1. L'Office public Oise Habitat a confié la maîtrise d'œuvre d'une opération de construction de sept logements individuels locatifs se situant rue du général Leclerc à Bailleul-sur-Thérain à la société Atelier d'architecture et d'urbanisme Archetude. Par un acte d'engagement du 12 mars 2010, le marché de travaux de bâtiment (lot A) a été attribué à la société Ramery Bâtiment. Le procès-verbal de réception des travaux a été dressé par le maître d'œuvre le 7 novembre 2011 et les réserves qui s'y trouvaient ont été levées le 30 novembre 2011. Ayant postérieurement constaté des désordres liés à la déformation du bardage des logements, l'Office public Oise Habitat a adressé une déclaration de sinistre à la société mutuelle d'assurance du bâtiment et des travaux publics (SMABTP) le 29 novembre 2019. Par un courrier du 27 janvier 2020, la SMABTP a accepté de prendre en charge les désordres liés aux déformations des bardages affectant les logements 6, 7, 5, 3 et 1 à hauteur de 2 500 euros mais a refusé de prendre en charge les déformations généralisées des bardages des logements 2 et 4, l'expert ayant considéré qu'elles étaient apparentes à la réception des travaux et n'avaient fait l'objet d'aucune réserve. L'Office public Oise Habitat n'a pas accepté cette proposition indemnitaire et a postérieurement sollicité l'avis technique d'un autre expert auprès de la société Sprite, lequel a remis des conclusions contradictoires et différentes de celles émises par l'expert de la SMABTP. Dans ce contexte, l'Office public Oise Habitat a demandé au juge des référés du tribunal administratif d'Amiens d'ordonner une expertise portant sur la nature et les causes de ces désordres, ainsi que sur les éventuelles responsabilités encourues. Par une ordonnance du 19 octobre 2022, le juge des référés a désigné un expert à cette fin et a rendu les opérations d'expertise communes et opposables à l'Office ainsi qu'à son assureur, la SMABTP. L'Office public Oise Habitat interjette appel de cette ordonnance en tant que le juge des référés du tribunal administratif d'Amiens a mis hors de cause les sociétés Ramery Bâtiment, IPC 95, IPH, IPH Ingénierie, Veritas ainsi que l'Atelier d'architecture et d'urbanisme Archetude.
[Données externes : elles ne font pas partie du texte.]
//! Record, batch and snapshot types.

use std::{fmt, ops::Deref, sync::Arc};

/// Marker for values that can flow through a session.
///
/// Records are opaque to this crate; only their position matters.
pub trait Record: Clone + PartialEq + fmt::Debug + Send + Sync + 'static {}

impl<T> Record for T where T: Clone + PartialEq + fmt::Debug + Send + Sync + 'static {}

/// Records collected between two flush points.
///
/// A batch handed to a [`BatchHandler`](crate::BatchHandler) is never empty.
#[derive(Debug, Clone, PartialEq, Eq)]
pub struct Batch<R> {
    seq: u64,
    records: Vec<R>,
}

impl<R> Batch<R> {
    /// Create a batch. Returns `None` for an empty record list.
    #[must_use]
    pub fn new(seq: u64, records: Vec<R>) -> Option<Self> {
        if records.is_empty() {
            None
        } else {
            Some(Self { seq, records })
        }
    }

    /// Position of this batch in the batcher's flush order.
    #[must_use]
    pub const fn seq(&self) -> u64 {
        self.seq
    }

    #[must_use]
    pub fn len(&self) -> usize {
        self.records.len()
    }

    #[must_use]
    pub fn is_empty(&self) -> bool {
        self.records.is_empty()
    }

    #[must_use]
    pub fn records(&self) -> &[R] {
        &self.records
    }

    #[must_use]
    pub fn into_records(self) -> Vec<R> {
        self.records
    }
}

/// Immutable view of a session at one point in time.
///
/// Cloning is cheap: the record list is shared. The session that produced
/// the snapshot copies its list before the next mutation, so the contents
/// seen through a snapshot never change.
#[derive(Debug, Clone, PartialEq, Eq)]
pub struct Snapshot<R> {
    cycle: u64,
    version: u64,
    records: Arc<Vec<R>>,
}

impl<R> Snapshot<R> {
    pub(crate) const fn new(cycle: u64, version: u64, records: Arc<Vec<R>>) -> Self {
        Self {
            cycle,
            version,
            records,
        }
    }

    /// Refresh cycle this snapshot belongs to.
    #[must_use]
    pub const fn cycle(&self) -> u64 {
        self.cycle
    }

    /// Increases with every snapshot taken within a cycle.
    #[must_use]
    pub const fn version(&self) -> u64 {
        self.version
    }

    #[must_use]
    pub fn records(&self) -> &[R] {
        &self.records
    }

    #[must_use]
    pub fn len(&self) -> usize {
        self.records.len()
    }

    #[must_use]
    pub fn is_empty(&self) -> bool {
        self.records.is_empty()
    }

    /// Whether `self` shares its record list with `other` (no copy was made).
    #[must_use]
    pub fn shares_records_with(&self, other: &Self) -> bool {
        Arc::ptr_eq(&self.records, &other.records)
    }
}

impl<R: Clone> Snapshot<R> {
    /// Copy the records out of the snapshot.
    #[must_use]
    pub fn to_vec(&self) -> Vec<R> {
        self.records.as_ref().clone()
    }
}

impl<R> Deref for Snapshot<R> {
    type Target = [R];

    fn deref(&self) -> &Self::Target {
        &self.records
    }
}
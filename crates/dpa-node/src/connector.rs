use crate::connection::TcpConnection;
use dpa_core::{DpaError, Result};
use dpa_shared::ConnectionId;
use std::sync::Arc;
use std::time::Duration;
use tokio::net::TcpStream;
use tracing::{debug, info};

/// TCP client for outbound Diameter peer connections
pub struct TcpClient {
    peer_addr: String,
    connect_timeout: Duration,
}

impl TcpClient {
    /// Create new TCP client
    pub fn new(peer_addr: String, connect_timeout: Duration) -> Self {
        Self {
            peer_addr,
            connect_timeout,
        }
    }

    /// Establish the connection and start its reader/writer tasks
    pub async fn connect(&self, id: ConnectionId) -> Result<Arc<TcpConnection>> {
        debug!("Connecting to {}", self.peer_addr);
        let stream = tokio::time::timeout(self.connect_timeout, TcpStream::connect(&self.peer_addr))
            .await
            .map_err(|_| DpaError::NetworkError(format!("Connect to {} timed out", self.peer_addr)))??;
        stream.set_nodelay(true)?;
        info!("Connected to {}", self.peer_addr);

        // Nothing is expected before our CER is answered
        let (connection, _unowned) = TcpConnection::spawn(id, stream);
        Ok(connection)
    }
}
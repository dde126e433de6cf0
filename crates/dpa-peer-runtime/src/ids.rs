use rand::Rng;
use std::sync::atomic::{AtomicU32, Ordering};
use std::time::{SystemTime, UNIX_EPOCH};

/// Hop-by-Hop and End-to-End identifier source (RFC 6733 Sec 3).
///
/// Hop-by-Hop starts at a random value; End-to-End starts with the low
/// 12 bits of the current time in the high bits and a random low part.
/// Both increase monotonically and wrap.
#[derive(Debug)]
pub struct IdGenerator {
    hop_by_hop: AtomicU32,
    end_to_end: AtomicU32,
}

impl IdGenerator {
    pub fn new() -> Self {
        let mut rng = rand::rng();
        let secs = SystemTime::now()
            .duration_since(UNIX_EPOCH)
            .map(|d| d.as_secs())
            .unwrap_or_default();
        let high = ((secs & 0xFFF) as u32) << 20;
        let low = rng.random::<u32>() & 0x000F_FFFF;

        Self {
            hop_by_hop: AtomicU32::new(rng.random()),
            end_to_end: AtomicU32::new(high | low),
        }
    }

    pub fn next_hop_by_hop(&self) -> u32 {
        self.hop_by_hop.fetch_add(1, Ordering::Relaxed)
    }

    pub fn next_end_to_end(&self) -> u32 {
        self.end_to_end.fetch_add(1, Ordering::Relaxed)
    }
}

impl Default for IdGenerator {
    fn default() -> Self {
        Self::new()
    }
}

#[cfg(test)]
mod tests {
    use super::*;

    #[test]
    fn test_ids_are_sequential() {
        let ids = IdGenerator::new();
        let first = ids.next_hop_by_hop();
        assert_eq!(ids.next_hop_by_hop(), first.wrapping_add(1));

        let e2e = ids.next_end_to_end();
        assert_eq!(ids.next_end_to_end(), e2e.wrapping_add(1));
    }
}
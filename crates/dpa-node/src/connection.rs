use dpa_core::{check_frame_len, DiameterCodec, DpaError, Result, Transport};
use dpa_peer_runtime::{DiameterConnection, PeerLink};
use dpa_shared::{ConnectionId, DiameterMessage};
use futures::{SinkExt, StreamExt};
use parking_lot::Mutex;
use std::sync::atomic::{AtomicBool, Ordering};
use std::sync::Arc;
use tokio::sync::mpsc;
use tokio_util::codec::Framed;
use tokio_util::sync::CancellationToken;
use tracing::debug;

/// Diameter connection over a framed byte stream.
///
/// A reader task decodes frames and hands them to the owning peer (or to the
/// unowned queue until a peer adopts the connection); a writer task drains
/// the outbound queue so `write` never waits on the socket.
#[derive(Debug)]
pub struct TcpConnection {
    id: ConnectionId,
    description: String,
    outbound: mpsc::UnboundedSender<DiameterMessage>,
    owner: Mutex<Option<PeerLink>>,
    open: AtomicBool,
    closing: CancellationToken,
}

impl TcpConnection {
    /// Start the reader and writer tasks; the receiver yields messages read while unowned
    pub fn spawn<T: Transport>(
        id: ConnectionId,
        stream: T,
    ) -> (Arc<Self>, mpsc::UnboundedReceiver<DiameterMessage>) {
        let description = stream.describe();
        let (outbound_tx, mut outbound_rx) = mpsc::unbounded_channel::<DiameterMessage>();
        let (unowned_tx, unowned_rx) = mpsc::unbounded_channel();
        let closing = CancellationToken::new();

        let connection = Arc::new(Self {
            id,
            description,
            outbound: outbound_tx,
            owner: Mutex::new(None),
            open: AtomicBool::new(true),
            closing: closing.clone(),
        });
        debug!(connection = id, transport = %connection.description, "Connection established");

        let (mut sink, mut frames) = Framed::new(stream, DiameterCodec::new()).split();

        // Writer
        let writer_closing = closing.clone();
        tokio::spawn(async move {
            loop {
                tokio::select! {
                    biased;
                    Some(message) = outbound_rx.recv() => {
                        if let Err(e) = sink.send(message).await {
                            debug!(connection = id, error = %e, "Write failed");
                            break;
                        }
                    }
                    _ = writer_closing.cancelled() => {
                        // Frames queued before the close still go out
                        while let Ok(message) = outbound_rx.try_recv() {
                            if sink.send(message).await.is_err() {
                                break;
                            }
                        }
                        break;
                    }
                }
            }
            let _ = sink.close().await;
        });

        // Reader
        let weak = Arc::downgrade(&connection);
        tokio::spawn(async move {
            loop {
                let next = tokio::select! {
                    _ = closing.cancelled() => break,
                    next = frames.next() => next,
                };
                let Some(connection) = weak.upgrade() else { break };
                match next {
                    Some(Ok(mut message)) => {
                        message.connection = Some(id);
                        connection.dispatch(message, &unowned_tx);
                    }
                    Some(Err(e)) => {
                        debug!(connection = id, error = %e, "Dropping connection on bad frame");
                        break;
                    }
                    None => break,
                }
            }
            if let Some(connection) = weak.upgrade() {
                connection.on_remote_close();
            }
        });

        (connection, unowned_rx)
    }

    pub fn description(&self) -> &str {
        &self.description
    }

    fn dispatch(&self, message: DiameterMessage, unowned: &mpsc::UnboundedSender<DiameterMessage>) {
        let owner = self.owner.lock().clone();
        match owner {
            Some(owner) => owner.deliver(message),
            None => {
                let _ = unowned.send(message);
            }
        }
    }

    fn on_remote_close(&self) {
        let was_open = self.open.swap(false, Ordering::SeqCst);
        self.closing.cancel();
        if was_open {
            debug!(connection = self.id, "Connection closed by remote");
            if let Some(owner) = self.owner.lock().take() {
                owner.closed(self.id);
            }
        }
    }
}

impl DiameterConnection for TcpConnection {
    fn id(&self) -> ConnectionId {
        self.id
    }

    fn set_owner(&self, owner: Option<PeerLink>) {
        *self.owner.lock() = owner;
    }

    fn write(&self, message: &DiameterMessage) -> Result<()> {
        if !self.is_open() {
            return Err(DpaError::ConnectionClosed(self.id));
        }
        // An unencodable frame would kill the writer and with it the connection
        check_frame_len(message)?;
        self.outbound
            .send(message.clone())
            .map_err(|_| DpaError::ConnectionClosed(self.id))
    }

    fn close(&self) {
        if self.open.swap(false, Ordering::SeqCst) {
            debug!(connection = self.id, "Closing connection");
        }
        self.closing.cancel();
    }

    fn is_open(&self) -> bool {
        self.open.load(Ordering::SeqCst)
    }
}

impl Drop for TcpConnection {
    fn drop(&mut self) {
        self.closing.cancel();
    }
}

#[cfg(test)]
mod tests {
    use super::*;
    use dpa_shared::{Avp, AVP_ORIGIN_HOST, CMD_CER, CMD_DWR};
    use std::time::Duration;
    use tokio::time::timeout;

    #[tokio::test]
    async fn test_unowned_messages_are_queued() {
        let (local, remote) = tokio::io::duplex(4096);
        let (a, _a_unowned) = TcpConnection::spawn(1, local);
        let (_b, mut b_unowned) = TcpConnection::spawn(2, remote);

        let mut cer = DiameterMessage::request(CMD_CER, 0);
        cer.add_avp(Avp::string(AVP_ORIGIN_HOST, "dra.example.com"));
        a.write(&cer).unwrap();

        let received = timeout(Duration::from_secs(2), b_unowned.recv()).await.unwrap().unwrap();
        assert!(received.is_cer());
        assert_eq!(received.connection, Some(2));
        assert_eq!(received.origin_host().as_deref(), Some("dra.example.com"));
    }

    #[tokio::test]
    async fn test_oversized_write_rejected_and_connection_kept() {
        let (local, remote) = tokio::io::duplex(4096);
        let (a, _a_unowned) = TcpConnection::spawn(1, local);
        let (_b, mut b_unowned) = TcpConnection::spawn(2, remote);

        let mut big = DiameterMessage::request(272, 4);
        big.add_avp(Avp::new(AVP_ORIGIN_HOST, vec![0u8; 70_000]));
        assert!(matches!(a.write(&big), Err(DpaError::InvalidPacket(_))));
        assert!(a.is_open());

        a.write(&DiameterMessage::request(CMD_DWR, 0)).unwrap();
        let received = timeout(Duration::from_secs(2), b_unowned.recv()).await.unwrap().unwrap();
        assert!(received.is_dwr());
        assert!(a.is_open());
    }

    #[tokio::test]
    async fn test_close_flushes_and_remote_sees_eof() {
        let (local, remote) = tokio::io::duplex(4096);
        let (a, _a_unowned) = TcpConnection::spawn(1, local);
        let (b, mut b_unowned) = TcpConnection::spawn(2, remote);

        a.write(&DiameterMessage::request(CMD_DWR, 0)).unwrap();
        a.close();
        a.close();
        assert!(!a.is_open());
        assert!(a.write(&DiameterMessage::request(CMD_DWR, 0)).is_err());

        let received = timeout(Duration::from_secs(2), b_unowned.recv()).await.unwrap().unwrap();
        assert!(received.is_dwr());

        // Reader on the other side ends and marks the connection closed
        timeout(Duration::from_secs(2), async {
            while b.is_open() {
                tokio::task::yield_now().await;
            }
        })
        .await
        .unwrap();
    }
}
2. Aux termes de l'article R. 532-1 du code de justice administrative : " Le juge des référés peut, sur simple requête et même en l'absence de décision administrative préalable, prescrire toute mesure utile d'expertise (...) ".

3. L'utilité d'une mesure d'instruction ou d'expertise qu'il est demandé au juge des référés d'ordonner sur le fondement de l'article R. 532-1 du code de justice administrative doit être appréciée, d'une part, au regard des éléments dont le demandeur dispose ou peut disposer par d'autres moyens et, d'autre part, bien que ce juge ne soit pas saisi du principal, au regard de l'intérêt que la mesure présente dans la perspective d'un litige principal, actuel ou éventuel, auquel elle est susceptible de se rattacher. A ce dernier titre, il ne peut faire droit à une demande d'expertise lorsque, en particulier, elle est formulée à l'appui de prétentions qui ne relèvent manifestement pas de la compétence de la juridiction administrative, qui sont irrecevables ou qui se heurtent à la prescription.

Sur la demande de mise en cause des sociétés Ramery Bâtiment, IPC 95, Atelier d'architecture et d'urbanisme Archetude, IPH Ingénierie, IPH et Veritas :

4. Aux termes de l'article 1792-4-1 du code civil : " Toute personne physique ou morale dont la responsabilité peut être engagée en vertu des articles 1792 à 1792-4 du présent code est déchargée des responsabilités et garanties pesant sur elle, en application des articles 1792 à 1792-2, après dix ans à compter de la réception des travaux ou, en application de l'article 1792-3, à l'expiration du délai visé à cet article. ".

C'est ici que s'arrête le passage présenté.